Notice – Attorney Well-Being – Succession Planning Strategies – Request for Public Comment – Comments Requested by February 21, 2025

As part of ongoing efforts in support of attorney well-being, the Supreme Court requests comment on strategies in furtherance of attorneys identifying a successor and/or developing a succession plan.  In an earlier notice (May 7, 2024) the Court had requested development of a succession proposal.  This outreach is recommended by a joint committee of the Supreme Court Committee on Wellness in the Law and the New Jersey Lawyers’ Fund for Client Protection.
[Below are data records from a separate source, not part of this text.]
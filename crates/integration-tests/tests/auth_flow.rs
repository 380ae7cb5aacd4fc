//! Integration tests for registration, login and logout.

#![allow(clippy::unwrap_used)]

use inkpost_core::Role;
use inkpost_integration_tests::{TestApp, location};
use inkpost_server::db::BlogStore;
use reqwest::StatusCode;

const INVALID_CREDENTIALS: &str = "/?error=Invalid%20username%20or%20password.";

// =============================================================================
// Registration
// =============================================================================

#[tokio::test]
async fn test_register_establishes_session() {
    let app = TestApp::spawn().await;
    let browser = TestApp::browser();

    let response = app.register(&browser, "alice", "pw1", "admin").await;
    assert_eq!(response.status(), StatusCode::SEE_OTHER);
    assert_eq!(location(&response), "/dashboard");

    // The session now reaches protected pages
    let dashboard = app.get(&browser, "/dashboard").await;
    assert_eq!(dashboard.status(), StatusCode::OK);
    assert!(dashboard.text().await.unwrap().contains("alice"));

    let user = app.store.get_user_by_username("alice").await.unwrap().unwrap();
    assert_eq!(user.role, Role::admin());
}

#[tokio::test]
async fn test_register_keeps_requested_role() {
    let app = TestApp::spawn().await;

    app.register(&TestApp::browser(), "carol", "pw", "editor").await;

    let user = app.store.get_user_by_username("carol").await.unwrap().unwrap();
    assert_eq!(user.role.as_str(), "editor");
    assert!(!user.is_admin());
}

#[tokio::test]
async fn test_register_without_role_defaults_to_user() {
    let app = TestApp::spawn().await;

    let response = TestApp::browser()
        .post(app.url("/register"))
        .form(&[("username", "dave"), ("password", "pw")])
        .send()
        .await
        .unwrap();
    assert_eq!(location(&response), "/dashboard");

    let user = app.store.get_user_by_username("dave").await.unwrap().unwrap();
    assert_eq!(user.role, Role::default());
}

#[tokio::test]
async fn test_register_empty_role_is_stored_as_given() {
    let app = TestApp::spawn().await;

    let response = app.register(&TestApp::browser(), "frank", "pw", "").await;
    assert_eq!(location(&response), "/dashboard");

    let user = app.store.get_user_by_username("frank").await.unwrap().unwrap();
    assert_eq!(user.role.as_str(), "");
    assert!(!user.is_admin());
}

#[tokio::test]
async fn test_register_duplicate_username_fails() {
    let app = TestApp::spawn().await;
    app.register(&TestApp::browser(), "alice", "pw1", "admin").await;

    let response = app
        .register(&TestApp::browser(), "alice", "other", "user")
        .await;

    assert_eq!(response.status(), StatusCode::SEE_OTHER);
    assert_eq!(
        location(&response),
        "/?error=Registration%20failed.%20Please%20try%20again."
    );
}

#[tokio::test]
async fn test_register_missing_password_fails() {
    let app = TestApp::spawn().await;

    let response = app.register(&TestApp::browser(), "erin", "", "user").await;

    assert_eq!(
        location(&response),
        "/?error=Registration%20failed.%20Please%20try%20again."
    );
    assert!(app.store.get_user_by_username("erin").await.unwrap().is_none());
}

// =============================================================================
// Login
// =============================================================================

#[tokio::test]
async fn test_login_success() {
    let app = TestApp::spawn().await;
    app.register(&TestApp::browser(), "alice", "pw1", "admin").await;

    let browser = TestApp::browser();
    let response = app.login(&browser, "alice", "pw1").await;
    assert_eq!(response.status(), StatusCode::SEE_OTHER);
    assert_eq!(location(&response), "/dashboard");

    let dashboard = app.get(&browser, "/dashboard").await;
    assert_eq!(dashboard.status(), StatusCode::OK);
}

#[tokio::test]
async fn test_login_failures_are_indistinguishable() {
    let app = TestApp::spawn().await;
    app.register(&TestApp::browser(), "alice", "pw1", "admin").await;

    let wrong_password = app.login(&TestApp::browser(), "alice", "nope").await;
    let unknown_user = app.login(&TestApp::browser(), "mallory", "pw1").await;

    assert_eq!(location(&wrong_password), INVALID_CREDENTIALS);
    assert_eq!(location(&unknown_user), INVALID_CREDENTIALS);
}

#[tokio::test]
async fn test_failed_login_grants_no_session() {
    let app = TestApp::spawn().await;
    app.register(&TestApp::browser(), "alice", "pw1", "admin").await;

    let browser = TestApp::browser();
    app.login(&browser, "alice", "nope").await;

    let dashboard = app.get(&browser, "/dashboard").await;
    assert_eq!(location(&dashboard), "/?error=User%20not%20authenticated.");
}

#[tokio::test]
async fn test_login_missing_field() {
    let app = TestApp::spawn().await;

    let response = TestApp::browser()
        .post(app.url("/login"))
        .form(&[("username", "alice")])
        .send()
        .await
        .unwrap();

    assert_eq!(
        location(&response),
        "/?error=Login%20failed.%20Please%20try%20again."
    );
}

#[tokio::test]
async fn test_login_empty_password_is_invalid_credentials() {
    let app = TestApp::spawn().await;
    app.register(&TestApp::browser(), "alice", "pw1", "admin").await;

    let browser = TestApp::browser();
    let response = app.login(&browser, "alice", "").await;
    assert_eq!(location(&response), INVALID_CREDENTIALS);

    let dashboard = app.get(&browser, "/dashboard").await;
    assert_eq!(location(&dashboard), "/?error=User%20not%20authenticated.");
}

#[tokio::test]
async fn test_login_empty_username_is_invalid_credentials() {
    let app = TestApp::spawn().await;
    app.register(&TestApp::browser(), "alice", "pw1", "admin").await;

    let response = app.login(&TestApp::browser(), "", "pw1").await;

    assert_eq!(location(&response), INVALID_CREDENTIALS);
}

// =============================================================================
// Logout
// =============================================================================

#[tokio::test]
async fn test_logout_ends_session() {
    let app = TestApp::spawn().await;
    let browser = TestApp::browser();
    app.register(&browser, "alice", "pw1", "admin").await;

    let response = app.get(&browser, "/logout").await;
    assert_eq!(response.status(), StatusCode::SEE_OTHER);
    assert_eq!(location(&response), "/");

    let dashboard = app.get(&browser, "/dashboard").await;
    assert!(location(&dashboard).starts_with("/?error="));
}

#[tokio::test]
async fn test_logout_twice_is_harmless() {
    let app = TestApp::spawn().await;
    let browser = TestApp::browser();
    app.register(&browser, "alice", "pw1", "admin").await;

    let first = app.get(&browser, "/logout").await;
    let second = app.get(&browser, "/logout").await;

    assert_eq!(first.status(), StatusCode::SEE_OTHER);
    assert_eq!(location(&first), "/");
    assert_eq!(second.status(), StatusCode::SEE_OTHER);
    assert_eq!(location(&second), "/");
}

#[tokio::test]
async fn test_logout_without_session() {
    let app = TestApp::spawn().await;

    let response = app.get(&TestApp::browser(), "/logout").await;

    assert_eq!(location(&response), "/");
}

// =============================================================================
// Landing page
// =============================================================================

#[tokio::test]
async fn test_landing_page_shows_error() {
    let app = TestApp::spawn().await;

    let response = app
        .get(&TestApp::browser(), "/?error=Invalid%20username%20or%20password.")
        .await;

    assert_eq!(response.status(), StatusCode::OK);
    let body = response.text().await.unwrap();
    assert!(body.contains("Invalid username or password."));
    assert!(body.contains("action=\"/login\""));
    assert!(body.contains("action=\"/register\""));
}

#[tokio::test]
async fn test_landing_page_escapes_error() {
    let app = TestApp::spawn().await;

    let response = app
        .get(&TestApp::browser(), "/?error=%3Cscript%3Ealert(1)%3C%2Fscript%3E")
        .await;

    let body = response.text().await.unwrap();
    assert!(!body.contains("<script>alert(1)</script>"));
}
//! Server configuration loaded from environment variables.
//!
//! # Environment Variables
//!
//! ## Required
//! - `BLOG_DATABASE_URL` - `PostgreSQL` connection string (falls back to `DATABASE_URL`).
//!   Not required when `BLOG_IN_MEMORY` is enabled.
//!
//! ## Optional
//! - `BLOG_HOST` - Bind address (default: 127.0.0.1)
//! - `BLOG_PORT` - Listen port (default: 3000)
//! - `BLOG_BASE_URL` - Public URL, used for the session cookie `Secure` flag
//!   (default: <http://localhost:3000>)
//! - `BLOG_PUBLIC_DIR` - Static file root (default: public)
//! - `BLOG_UPLOAD_DIR` - Image upload directory (default: `<BLOG_PUBLIC_DIR>/img`)
//! - `BLOG_MAX_UPLOAD_BYTES` - Body limit for post creation (default: 10 MiB)
//! - `BLOG_IN_MEMORY` - Use in-process stores instead of `PostgreSQL` (default: false)
//! - `SENTRY_DSN` - Sentry error tracking DSN
//! - `SENTRY_ENVIRONMENT` - Sentry environment name

use std::net::{IpAddr, SocketAddr};
use std::path::PathBuf;

use secrecy::SecretString;
use thiserror::Error;

const DEFAULT_MAX_UPLOAD_BYTES: usize = 10 * 1024 * 1024;

/// Configuration errors that can occur during loading.
#[derive(Debug, Error)]
pub enum ConfigError {
    #[error("Missing environment variable: {0}")]
    MissingEnvVar(String),
    #[error("Invalid environment variable {0}: {1}")]
    InvalidEnvVar(String, String),
}

/// Blog server configuration.
#[derive(Debug, Clone)]
pub struct ServerConfig {
    /// `PostgreSQL` database connection URL (contains password).
    /// `None` only when running in memory.
    pub database_url: Option<SecretString>,
    /// IP address to bind the server to
    pub host: IpAddr,
    /// Port to listen on
    pub port: u16,
    /// Public base URL
    pub base_url: String,
    /// Directory served as static files
    pub public_dir: PathBuf,
    /// Directory uploaded images are written to
    pub upload_dir: PathBuf,
    /// Maximum request body size for post creation
    pub max_upload_bytes: usize,
    /// Use in-process stores for data and sessions
    pub in_memory: bool,
    /// Sentry DSN for error tracking
    pub sentry_dsn: Option<String>,
    /// Sentry environment name
    pub sentry_environment: Option<String>,
}

impl ServerConfig {
    /// Load configuration from environment variables.
    ///
    /// Calls `dotenvy::dotenv()` to load from `.env` file if present.
    ///
    /// # Errors
    ///
    /// Returns `ConfigError` if required variables are missing or invalid.
    pub fn from_env() -> Result<Self, ConfigError> {
        // Load .env file if present (ignore errors if not found)
        let _ = dotenvy::dotenv();

        Self::from_lookup(|key| std::env::var(key).ok())
    }

    /// Build configuration from an arbitrary variable lookup.
    ///
    /// # Errors
    ///
    /// Returns `ConfigError` if required variables are missing or invalid.
    pub fn from_lookup<F>(lookup: F) -> Result<Self, ConfigError>
    where
        F: Fn(&str) -> Option<String>,
    {
        let env = Env(lookup);

        let in_memory = env.parse_or("BLOG_IN_MEMORY", false)?;
        let database_url = match env.database_url() {
            Some(url) => Some(url),
            None if in_memory => None,
            None => return Err(ConfigError::MissingEnvVar("BLOG_DATABASE_URL".to_string())),
        };

        let host = env.parse_or("BLOG_HOST", IpAddr::from([127, 0, 0, 1]))?;
        let port = env.parse_or("BLOG_PORT", 3000_u16)?;
        let base_url = env.or_default("BLOG_BASE_URL", "http://localhost:3000");
        let public_dir = PathBuf::from(env.or_default("BLOG_PUBLIC_DIR", "public"));
        let upload_dir = env
            .optional("BLOG_UPLOAD_DIR")
            .map_or_else(|| public_dir.join("img"), PathBuf::from);
        let max_upload_bytes = env.parse_or("BLOG_MAX_UPLOAD_BYTES", DEFAULT_MAX_UPLOAD_BYTES)?;

        Ok(Self {
            database_url,
            host,
            port,
            base_url,
            public_dir,
            upload_dir,
            max_upload_bytes,
            in_memory,
            sentry_dsn: env.optional("SENTRY_DSN"),
            sentry_environment: env.optional("SENTRY_ENVIRONMENT"),
        })
    }

    /// Returns the socket address for binding the server.
    #[must_use]
    pub const fn socket_addr(&self) -> SocketAddr {
        SocketAddr::new(self.host, self.port)
    }

    /// Whether cookies should carry the `Secure` attribute.
    #[must_use]
    pub fn is_secure(&self) -> bool {
        self.base_url.starts_with("https://")
    }
}

// =============================================================================
// Helper Functions
// =============================================================================

/// Thin wrapper around a variable lookup function.
struct Env<F>(F);

impl<F> Env<F>
where
    F: Fn(&str) -> Option<String>,
{
    /// Get an optional variable, treating empty values as unset.
    fn optional(&self, key: &str) -> Option<String> {
        (self.0)(key).filter(|v| !v.is_empty())
    }

    /// Get a variable with a default value.
    fn or_default(&self, key: &str, default: &str) -> String {
        self.optional(key).unwrap_or_else(|| default.to_string())
    }

    /// Parse a variable, falling back to `default` when unset.
    fn parse_or<T>(&self, key: &str, default: T) -> Result<T, ConfigError>
    where
        T: std::str::FromStr,
        T::Err: std::fmt::Display,
    {
        match self.optional(key) {
            Some(raw) => raw
                .parse::<T>()
                .map_err(|e| ConfigError::InvalidEnvVar(key.to_string(), e.to_string())),
            None => Ok(default),
        }
    }

    /// Get database URL with fallback to generic `DATABASE_URL`.
    fn database_url(&self) -> Option<SecretString> {
        self.optional("BLOG_DATABASE_URL")
            .or_else(|| self.optional("DATABASE_URL"))
            .map(SecretString::from)
    }
}

#[cfg(test)]
#[allow(clippy::unwrap_used)]
mod tests {
    use std::collections::HashMap;

    use secrecy::ExposeSecret;

    use super::*;

    fn load(vars: &[(&str, &str)]) -> Result<ServerConfig, ConfigError> {
        let map: HashMap<String, String> = vars
            .iter()
            .map(|(k, v)| ((*k).to_string(), (*v).to_string()))
            .collect();
        ServerConfig::from_lookup(|key| map.get(key).cloned())
    }

    #[test]
    fn test_defaults() {
        let config = load(&[("BLOG_DATABASE_URL", "postgres://localhost/blog")]).unwrap();
        let addr = config.socket_addr();
        assert_eq!(addr.ip().to_string(), "127.0.0.1");
        assert_eq!(addr.port(), 3000);
        assert_eq!(config.public_dir, PathBuf::from("public"));
        assert_eq!(config.upload_dir, PathBuf::from("public/img"));
        assert_eq!(config.max_upload_bytes, DEFAULT_MAX_UPLOAD_BYTES);
        assert!(!config.in_memory);
        assert!(!config.is_secure());
    }

    #[test]
    fn test_missing_database_url() {
        let err = load(&[]).unwrap_err();
        assert!(matches!(err, ConfigError::MissingEnvVar(ref key) if key == "BLOG_DATABASE_URL"));
    }

    #[test]
    fn test_generic_database_url_fallback() {
        let config = load(&[("DATABASE_URL", "postgres://fallback/blog")]).unwrap();
        assert_eq!(
            config.database_url.unwrap().expose_secret(),
            "postgres://fallback/blog"
        );
    }

    #[test]
    fn test_in_memory_without_database() {
        let config = load(&[("BLOG_IN_MEMORY", "true")]).unwrap();
        assert!(config.in_memory);
        assert!(config.database_url.is_none());
    }

    #[test]
    fn test_invalid_port() {
        let err = load(&[("BLOG_IN_MEMORY", "true"), ("BLOG_PORT", "eighty")]).unwrap_err();
        assert!(matches!(err, ConfigError::InvalidEnvVar(ref key, _) if key == "BLOG_PORT"));
    }

    #[test]
    fn test_upload_dir_override_and_https() {
        let config = load(&[
            ("BLOG_IN_MEMORY", "true"),
            ("BLOG_PUBLIC_DIR", "/srv/www"),
            ("BLOG_UPLOAD_DIR", "/var/uploads"),
            ("BLOG_BASE_URL", "https://blog.example.com"),
        ])
        .unwrap();
        assert_eq!(config.public_dir, PathBuf::from("/srv/www"));
        assert_eq!(config.upload_dir, PathBuf::from("/var/uploads"));
        assert!(config.is_secure());
    }

    #[test]
    fn test_debug_redacts_database_url() {
        let config = load(&[("BLOG_DATABASE_URL", "postgres://user:hunter2@db/blog")]).unwrap();
        let debug_output = format!("{config:?}");
        assert!(!debug_output.contains("hunter2"));
    }
}
//! Unified error handling with Sentry integration.
//!
//! Every failure ends in a redirect. Handlers attach a human-readable message
//! to an [`AppError`] with [`OrRedirect::or_redirect`]; the resulting
//! [`HandlerError`] logs the cause, reports server errors to Sentry, and sends
//! the browser back to the landing page with the message in the `error`
//! query parameter. Missing posts and failed ownership checks are the two
//! silent exceptions.

use axum::response::{IntoResponse, Redirect, Response};
use thiserror::Error;

use crate::db::RepositoryError;
use crate::services::{AuthError, UploadError};

/// Application-level error type for the blog.
#[derive(Debug, Error)]
pub enum AppError {
    /// Database operation failed.
    #[error("Database error: {0}")]
    Database(#[from] RepositoryError),

    /// Authentication operation failed.
    #[error("Auth error: {0}")]
    Auth(#[from] AuthError),

    /// Storing an upload failed.
    #[error("Upload error: {0}")]
    Upload(#[from] UploadError),

    /// Reading or writing the session failed.
    #[error("Session error: {0}")]
    Session(#[from] tower_sessions::session::Error),

    /// Malformed multipart body.
    #[error("Multipart error: {0}")]
    Multipart(#[from] axum::extract::multipart::MultipartError),

    /// Required form field absent or empty.
    #[error("Missing field: {0}")]
    MissingField(&'static str),

    /// Bad request from client.
    #[error("Bad request: {0}")]
    BadRequest(String),

    /// Resource not found. Redirects to the dashboard without a message.
    #[error("Not found: {0}")]
    NotFound(String),

    /// Role or ownership check failed. Redirects to `redirect_to` without a message.
    #[error("Authorization denied")]
    AuthorizationDenied {
        /// Where to send the user instead.
        redirect_to: String,
    },
}

impl AppError {
    /// Whether this error indicates a server-side fault worth reporting.
    fn is_server_error(&self) -> bool {
        matches!(
            self,
            Self::Database(_) | Self::Upload(_) | Self::Session(_)
        ) || matches!(self, Self::Auth(AuthError::Repository(_) | AuthError::PasswordHash))
    }
}

/// An [`AppError`] paired with the message shown to the user.
#[derive(Debug)]
pub struct HandlerError {
    error: AppError,
    message: &'static str,
}

impl HandlerError {
    /// Pair an error with a user-facing message.
    #[must_use]
    pub const fn new(error: AppError, message: &'static str) -> Self {
        Self { error, message }
    }

    /// The underlying error.
    #[must_use]
    pub const fn error(&self) -> &AppError {
        &self.error
    }
}

impl From<AppError> for HandlerError {
    fn from(error: AppError) -> Self {
        Self::new(error, GENERIC_ERROR)
    }
}

/// Message used when a handler did not provide one.
pub const GENERIC_ERROR: &str = "Something went wrong. Please try again.";

impl IntoResponse for HandlerError {
    fn into_response(self) -> Response {
        match self.error {
            AppError::NotFound(what) => {
                tracing::debug!(%what, "Not found, redirecting to dashboard");
                Redirect::to("/dashboard").into_response()
            }
            AppError::AuthorizationDenied { redirect_to } => {
                tracing::warn!(%redirect_to, "Authorization denied");
                Redirect::to(&redirect_to).into_response()
            }
            error => {
                if error.is_server_error() {
                    let event_id = sentry::capture_error(&error);
                    tracing::error!(
                        error = %error,
                        sentry_event_id = %event_id,
                        "Request error"
                    );
                } else {
                    tracing::warn!(error = %error, "Request rejected");
                }
                redirect_home_with_error(self.message).into_response()
            }
        }
    }
}

/// Attach a user-facing message to a fallible result.
pub trait OrRedirect<T> {
    /// Convert the error into a [`HandlerError`] carrying `message`.
    ///
    /// # Errors
    ///
    /// Returns the converted error if `self` is `Err`.
    fn or_redirect(self, message: &'static str) -> Result<T>;
}

impl<T, E> OrRedirect<T> for std::result::Result<T, E>
where
    E: Into<AppError>,
{
    fn or_redirect(self, message: &'static str) -> Result<T> {
        self.map_err(|e| HandlerError::new(e.into(), message))
    }
}

/// Result type alias for handlers.
pub type Result<T> = std::result::Result<T, HandlerError>;

/// Landing page URL carrying `message` in the `error` query parameter.
#[must_use]
pub fn home_with_error(message: &str) -> String {
    format!("/?error={}", urlencoding::encode(message))
}

/// Redirect to the landing page with an error message.
#[must_use]
pub fn redirect_home_with_error(message: &str) -> Redirect {
    Redirect::to(&home_with_error(message))
}

/// Set the Sentry user context from a user ID.
///
/// Call this after successful authentication to associate errors with users.
pub fn set_sentry_user(user_id: &impl ToString, username: &str) {
    sentry::configure_scope(|scope| {
        scope.set_user(Some(sentry::User {
            id: Some(user_id.to_string()),
            username: Some(username.to_owned()),
            ..Default::default()
        }));
    });
}

/// Clear the Sentry user context.
///
/// Call this on logout to stop associating errors with the user.
pub fn clear_sentry_user() {
    sentry::configure_scope(|scope| {
        scope.set_user(None);
    });
}

#[cfg(test)]
#[allow(clippy::unwrap_used)]
mod tests {
    use axum::http::{StatusCode, header::LOCATION};

    use super::*;

    fn location(response: &Response) -> &str {
        response
            .headers()
            .get(LOCATION)
            .and_then(|v| v.to_str().ok())
            .unwrap_or_default()
    }

    #[test]
    fn test_home_with_error_encodes_message() {
        assert_eq!(
            home_with_error("Invalid username or password."),
            "/?error=Invalid%20username%20or%20password."
        );
        assert_eq!(home_with_error("a&b=c"), "/?error=a%26b%3Dc");
    }

    #[test]
    fn test_server_error_redirects_home_with_message() {
        let err = HandlerError::new(
            AppError::Database(RepositoryError::Database(sqlx::Error::PoolClosed)),
            "Error fetching dashboard data.",
        );
        let response = err.into_response();
        assert_eq!(response.status(), StatusCode::SEE_OTHER);
        assert_eq!(
            location(&response),
            "/?error=Error%20fetching%20dashboard%20data."
        );
    }

    #[test]
    fn test_client_error_redirects_home_with_message() {
        let err = HandlerError::new(
            AppError::MissingField("title"),
            "Error creating blog post.",
        );
        let response = err.into_response();
        assert_eq!(location(&response), "/?error=Error%20creating%20blog%20post.");
    }

    #[test]
    fn test_not_found_is_silent() {
        let err = HandlerError::new(AppError::NotFound("post 9".into()), "unused");
        let response = err.into_response();
        assert_eq!(response.status(), StatusCode::SEE_OTHER);
        assert_eq!(location(&response), "/dashboard");
    }

    #[test]
    fn test_authorization_denied_is_silent() {
        let err = HandlerError::new(
            AppError::AuthorizationDenied {
                redirect_to: "/blog/3".into(),
            },
            "unused",
        );
        assert_eq!(location(&err.into_response()), "/blog/3");
    }

    #[test]
    fn test_or_redirect_keeps_message() {
        let result: std::result::Result<(), RepositoryError> =
            Err(RepositoryError::Database(sqlx::Error::PoolClosed));
        let err = result.or_redirect("Error fetching blog post.").unwrap_err();
        assert!(matches!(err.error(), AppError::Database(_)));
        assert_eq!(
            location(&err.into_response()),
            "/?error=Error%20fetching%20blog%20post."
        );
    }

    #[test]
    fn test_server_error_classification() {
        let unavailable = RepositoryError::Database(sqlx::Error::PoolClosed);
        assert!(AppError::Database(unavailable).is_server_error());
        assert!(AppError::Auth(AuthError::PasswordHash).is_server_error());
        assert!(!AppError::Auth(AuthError::InvalidCredentials).is_server_error());
        assert!(!AppError::MissingField("title").is_server_error());
    }
}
Input from Virtual Listening Sessions

    In late 2024, the Joint Committee conducted three virtual listening sessions with New Jersey attorneys from various practice areas and different parts of the state, including some attorneys who had been appointed and served as attorney-trustee following another attorney’s incapacity, death, disbarment, or other inability to practice.  Participants in those listening sessions highlighted specific challenges associated with lack of succession planning and offered recommendations regarding (1) education and training of the bar, (2) resources to support attorneys in understanding and fulfilling their existing professional duties as to planning (trust and business accounting guides, checklists for preparing to wind down a practice, etc.), and (3) possible new strategies, like the development of a model outreach letter to a proposed successor.  
Some participants supported the idea of collecting information about existing successor attorney designations (including those required by some malpractice insurance carriers) through the annual online attorney registration process.  To that end, participants in each listening session considered draft language, based in part on attorney succession planning models used in other jurisdictions, which would request the identification of any designated successor attorney, or the disclosure of any person (attorney or non-attorney) with knowledge of the location of the primary attorney’s files and records, or acknowledgment that the primary attorney cannot identify either a designated successor or a person with knowledge.
Other listening session participants expressed concern about any requirement to designate or disclose a designated successor attorney, or a person with knowledge who could assist an appointed attorney-trustee and suggested instead that more education and resources would be sufficient to encourage succession planning.  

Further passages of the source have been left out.